Stored items:
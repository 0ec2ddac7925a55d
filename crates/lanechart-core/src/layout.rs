//! Shape position repair.
//!
//! Turns generated geometry into a layout that fits the lanes: fractional
//! sizes become absolute, undersized shapes are raised to the policy floors,
//! every shape is centred across its lane, and shapes are laid out along the
//! flow axis either evenly or by an explicit `[N]` sequence marker in their
//! text. A lane whose shapes already sit inside the content area without
//! overlapping keeps its layout, so re-running the pass on its own output,
//! in memory or after a trip through JSON, changes nothing.

use log::{debug, warn};

use crate::{Axis, BoundingBox, Document, LayoutPolicy, Page, ProcessShape};

pub fn reposition(mut document: Document, policy: &LayoutPolicy) -> Document {
    for page in &mut document.pages {
        reposition_page(page, policy);
    }
    document
}

/// Lane content area along the flow axis.
#[derive(Debug, Clone, Copy)]
struct Span {
    start: f64,
    end: f64,
}

impl Span {
    fn len(self) -> f64 {
        self.end - self.start
    }

    /// Origin that keeps an `extent`-long shape inside the span.
    fn fit(self, origin: f64, extent: f64) -> f64 {
        origin.min(self.end - extent).max(self.start)
    }
}

fn reposition_page(page: &mut Page, policy: &LayoutPolicy) {
    let Some(container) = page.container().cloned() else {
        debug!(page = page.id.as_str(); "no swimlane container, skipping layout");
        return;
    };

    let stack = container.stacking_axis();
    let flow = container.flow_axis();
    let (start, end) = container.content_span(policy.lane_padding);
    let content = Span { start, end };

    let mut lanes: Vec<Vec<&mut ProcessShape>> =
        container.lanes.iter().map(|_| Vec::new()).collect();

    for shape in page.process_shapes_mut() {
        let Some(index) = shape
            .lane_id
            .as_deref()
            .and_then(|id| container.lane_index(id))
        else {
            warn!(shape = shape.id.as_str(); "shape is outside every lane, leaving it in place");
            continue;
        };
        let Some((lane_start, lane_size)) = container.lane_span(index) else {
            continue;
        };

        lift_sequence_marker(shape);
        let bbox = &mut shape.bounding_box;
        make_absolute(bbox, flow, content.start, content.len(), policy.min_width);
        make_absolute(bbox, stack, lane_start, lane_size, policy.min_height);
        let centred = lane_start + (lane_size - bbox.extent(stack)) / 2.0;
        bbox.set_start(stack, centred);

        lanes[index].push(shape);
    }

    for members in &mut lanes {
        if members.is_empty() {
            continue;
        }
        if members.iter().any(|s| s.sequence.is_some()) {
            place_by_sequence(members, flow, content, policy);
        } else if !is_settled(members, flow, content) {
            space_evenly(members, flow, content, policy);
        }
    }
}

/// Strip a leading `[N]` marker from the text and remember `N` on the shape.
/// A shape keeps the first position it was given.
fn lift_sequence_marker(shape: &mut ProcessShape) {
    if shape.sequence.is_some() {
        return;
    }
    if let Some((position, rest)) = split_marker(&shape.text) {
        let rest = rest.to_string();
        debug!(shape = shape.id.as_str(), position; "found sequence marker");
        shape.sequence = Some(position);
        shape.text = rest;
    }
}

/// `"[3] Approve"` → `(3, "Approve")`. Positions below 1 count as 1.
pub fn split_marker(text: &str) -> Option<(u32, &str)> {
    let rest = text.trim_start().strip_prefix('[')?;
    let (digits, rest) = rest.split_once(']')?;
    let position: u32 = digits.trim().parse().ok()?;
    Some((position.max(1), rest.trim_start()))
}

/// Resolve a fractional box (extent ≤ 1) against the `available` span that
/// begins at `offset`, origin included, then apply the floor. The lane's own
/// size always wins over the floor.
fn make_absolute(bbox: &mut BoundingBox, axis: Axis, offset: f64, available: f64, floor: f64) {
    let mut extent = bbox.extent(axis);
    if !extent.is_finite() {
        extent = floor;
    } else if extent <= 1.0 && available > 1.0 {
        extent *= available;
        let origin = bbox.start(axis);
        if (0.0..=1.0).contains(&origin) {
            bbox.set_start(axis, offset + origin * available);
        }
    }
    bbox.set_extent(axis, extent.max(floor).min(available.max(0.0)));
}

/// Slot `N` starts at `content.start + (N - 1) * pitch`. Shapes are taken in
/// `(position, document order)`; a repeated or missing position takes the
/// next free slot.
fn place_by_sequence(
    members: &mut [&mut ProcessShape],
    flow: Axis,
    content: Span,
    policy: &LayoutPolicy,
) {
    members.sort_by_key(|s| s.sequence.unwrap_or(u32::MAX));

    let mut slots = Vec::with_capacity(members.len());
    let mut previous: u32 = 0;
    for shape in members.iter() {
        let next = previous.saturating_add(1);
        let slot = shape.sequence.map_or(next, |p| p.max(next));
        slots.push(slot);
        previous = slot;
    }

    let (width, pitch) = slot_geometry(&slots, content.len().max(0.0), policy);
    for (shape, slot) in members.iter_mut().zip(slots) {
        let origin = content.start + f64::from(slot - 1) * pitch;
        let bbox = &mut shape.bounding_box;
        bbox.set_extent(flow, width);
        bbox.set_start(flow, content.fit(origin, width));
    }
}

/// Width and pitch for strictly increasing `slots` in a content area `len`
/// long. When the last slot would run past the end the pitch shrinks so it
/// ends flush, and once neighbouring slots would touch the width shrinks too.
fn slot_geometry(slots: &[u32], len: f64, policy: &LayoutPolicy) -> (f64, f64) {
    let width = policy.sequence_shape_width.min(len);
    let nominal = policy.sequence_pitch();
    let last = slots.last().copied().unwrap_or(1);
    if last <= 1 {
        return (width, nominal);
    }
    let steps = f64::from(last - 1);
    if steps * nominal + width <= len {
        return (width, nominal);
    }

    let pitch = (len - width) / steps;
    let Some(closest) = slots.windows(2).map(|pair| pair[1] - pair[0]).min() else {
        return (width, pitch);
    };
    let closest = f64::from(closest);
    if closest * pitch >= width {
        return (width, pitch);
    }
    debug!(slots = slots.len(), last; "sequence slots narrowed to fit the lane");
    let width = closest * len / (steps + closest);
    (width, (len - width) / steps)
}

/// Every shape inside the content area and none overlapping its neighbour.
fn is_settled(members: &[&mut ProcessShape], flow: Axis, content: Span) -> bool {
    const SLACK: f64 = 1e-6;
    let mut spans: Vec<(f64, f64)> = members
        .iter()
        .map(|s| (s.bounding_box.start(flow), s.bounding_box.end(flow)))
        .collect();
    spans.sort_by(|a, b| a.0.total_cmp(&b.0));
    spans
        .iter()
        .all(|&(start, end)| start >= content.start - SLACK && end <= content.end + SLACK)
        && spans.windows(2).all(|pair| pair[0].1 <= pair[1].0 + SLACK)
}

/// Distribute shapes with equal gaps in their current flow order; a sole
/// shape ends up centred. Shapes wider than an even share of the lane are
/// narrowed first, below the floor if the lane cannot hold every shape at it.
fn space_evenly(
    members: &mut [&mut ProcessShape],
    flow: Axis,
    content: Span,
    policy: &LayoutPolicy,
) {
    members.sort_by(|a, b| {
        a.bounding_box
            .start(flow)
            .total_cmp(&b.bounding_box.start(flow))
    });

    let count = members.len() as f64;
    let available = content.len().max(0.0);
    let room = available - (count + 1.0) * policy.min_gap;
    let total: f64 = members.iter().map(|s| s.bounding_box.extent(flow)).sum();
    if total > room {
        let cap = (room / count).max(policy.min_width.min(available / count));
        for shape in members.iter_mut() {
            let extent = shape.bounding_box.extent(flow).min(cap);
            shape.bounding_box.set_extent(flow, extent);
        }
    }

    let total: f64 = members.iter().map(|s| s.bounding_box.extent(flow)).sum();
    let gap = ((available - total) / (count + 1.0)).max(0.0);
    let mut cursor = content.start + gap;
    for shape in members.iter_mut() {
        let extent = shape.bounding_box.extent(flow);
        shape.bounding_box.set_start(flow, content.fit(cursor, extent));
        cursor += extent + gap;
    }
}
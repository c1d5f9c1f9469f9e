use reqwest::StatusCode;
use thiserror::Error;

const REDACTED_BODY_MAX_LEN: usize = 200;

#[derive(Debug, Error)]
pub enum MailError {
    #[error("invalid argument: {0}")]
    InvalidArgument(String),

    #[error("gmail api request failed: status={status} body={body}")]
    Api { status: u16, body: String },

    #[error("gmail api transport: {0}")]
    Transport(#[from] reqwest::Error),

    #[error("decode gmail response: {0}")]
    Decode(#[from] serde_json::Error),

    #[error("authentication: {0}")]
    Auth(String),

    #[error("pagination for query '{query}' stalled after {pages} pages: {reason}")]
    PaginationStalled {
        query: String,
        pages: usize,
        reason: String,
    },

    #[error("filesystem: {0}")]
    Io(#[from] std::io::Error),

    #[error("{0}")]
    Config(String),
}

impl MailError {
    pub fn api(status: StatusCode, body: &str) -> Self {
        Self::Api {
            status: status.as_u16(),
            body: redact_response_body(body),
        }
    }

    /// Whether repeating the same request could succeed: throttling, server
    /// errors and transport hiccups. Everything else needs a different request.
    pub fn is_retryable(&self) -> bool {
        match self {
            Self::Api { status, .. } => *status == 429 || (500..=599).contains(status),
            Self::Transport(error) => error.is_timeout() || error.is_connect(),
            _ => false,
        }
    }

    /// Failures raised by the remote service or the path to it, as opposed to
    /// local misuse or setup problems.
    pub fn is_service_error(&self) -> bool {
        matches!(
            self,
            Self::Api { .. } | Self::Transport(_) | Self::Decode(_) | Self::PaginationStalled { .. }
        )
    }
}

pub fn redact_response_body(body: &str) -> String {
    let trimmed = body.trim();
    if trimmed.len() <= REDACTED_BODY_MAX_LEN {
        return trimmed.to_string();
    }

    let mut cut = REDACTED_BODY_MAX_LEN;
    while !trimmed.is_char_boundary(cut) {
        cut -= 1;
    }
    format!(
        "{}…[truncated {} bytes]",
        &trimmed[..cut],
        trimmed.len()
    )
}

#[cfg(test)]
mod tests {
    use super::{redact_response_body, MailError};

    #[test]
    fn throttling_and_server_errors_are_retryable() {
        let throttled = MailError::Api {
            status: 429,
            body: String::new(),
        };
        let unavailable = MailError::Api {
            status: 503,
            body: String::new(),
        };
        assert!(throttled.is_retryable());
        assert!(unavailable.is_retryable());
    }

    #[test]
    fn client_errors_are_fatal() {
        let bad_request = MailError::Api {
            status: 400,
            body: "invalid id".to_string(),
        };
        assert!(!bad_request.is_retryable());
        assert!(bad_request.is_service_error());
        assert!(!MailError::Auth("expired".to_string()).is_retryable());
        assert!(!MailError::Auth("expired".to_string()).is_service_error());
    }

    #[test]
    fn long_bodies_are_truncated() {
        let body = "x".repeat(500);
        let redacted = redact_response_body(&body);
        assert!(redacted.starts_with(&"x".repeat(200)));
        assert!(redacted.ends_with("[truncated 500 bytes]"));
        assert_eq!(redact_response_body("  short  "), "short");
    }
}
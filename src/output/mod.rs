pub mod json;
pub mod table;

use anyhow::Result;

use crate::bulk::BulkReport;
use crate::search::MessageSummary;

/// Shown for a header the message does not carry.
pub const MISSING_FIELD: &str = "N/A";

#[derive(Debug, Clone, Copy, PartialEq, Eq)]
pub enum OutputFormat {
    Table,
    Json,
}

impl OutputFormat {
    pub fn from_json_flag(json: bool) -> Self {
        if json {
            Self::Json
        } else {
            Self::Table
        }
    }
}

pub fn format_summaries(format: OutputFormat, summaries: &[MessageSummary]) -> Result<String> {
    match format {
        OutputFormat::Table => Ok(table::format_summaries(summaries)),
        OutputFormat::Json => json::format_summaries(summaries),
    }
}

pub fn format_report(format: OutputFormat, report: &BulkReport) -> Result<String> {
    match format {
        OutputFormat::Table => Ok(table::format_report(report)),
        OutputFormat::Json => json::format_report(report),
    }
}
use std::slice::Chunks;

use crate::error::MailError;

/// Splits `items` into contiguous groups of `size`, the last possibly shorter.
///
/// Lazy and order-preserving; an empty input yields no groups.
pub fn chunked<T>(items: &[T], size: usize) -> Result<Chunks<'_, T>, MailError> {
    if size == 0 {
        return Err(MailError::InvalidArgument(
            "chunk size must be positive".to_string(),
        ));
    }
    Ok(items.chunks(size))
}

#[cfg(test)]
mod tests {
    use super::chunked;
    use crate::error::MailError;

    fn ids(count: usize) -> Vec<String> {
        (0..count).map(|i| format!("msg-{i}")).collect()
    }

    #[test]
    fn splits_at_the_api_cap() {
        let input = ids(2500);
        let sizes: Vec<usize> = chunked(&input, 1000)
            .expect("chunk")
            .map(|chunk| chunk.len())
            .collect();
        assert_eq!(sizes, vec![1000, 1000, 500]);
    }

    #[test]
    fn concatenation_reconstructs_input() {
        for (count, size) in [(1, 1), (7, 3), (9, 3), (10, 1000), (1001, 1000)] {
            let input = ids(count);
            let chunks: Vec<&[String]> = chunked(&input, size).expect("chunk").collect();

            let rebuilt: Vec<String> = chunks.iter().flat_map(|chunk| chunk.to_vec()).collect();
            assert_eq!(rebuilt, input, "count={count} size={size}");

            let (last, full) = chunks.split_last().expect("non-empty input has chunks");
            assert!(full.iter().all(|chunk| chunk.len() == size));
            assert!(!last.is_empty() && last.len() <= size);
        }
    }

    #[test]
    fn empty_input_yields_no_chunks() {
        let input: Vec<String> = Vec::new();
        assert_eq!(chunked(&input, 1000).expect("chunk").count(), 0);
        assert_eq!(chunked(&input, 1).expect("chunk").count(), 0);
    }

    #[test]
    fn zero_size_is_rejected() {
        let input = ids(3);
        assert!(matches!(
            chunked(&input, 0),
            Err(MailError::InvalidArgument(_))
        ));
    }
}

**Try it**.
Every line from the line containing "let pitch = (len - width) / steps;" through the line containing "debug!(slots = slots.len(), last;" in the records above must be retyped exactly. Leave out the rest.

**Reply to the exercise**.
    let pitch = (len - width) / steps;
    let Some(closest) = slots.windows(2).map(|pair| pair[1] - pair[0]).min() else {
        return (width, pitch);
    };
    let closest = f64::from(closest);
    if closest * pitch >= width {
        return (width, pitch);
    }
    debug!(slots = slots.len(), last; "sequence slots narrowed to fit the lane");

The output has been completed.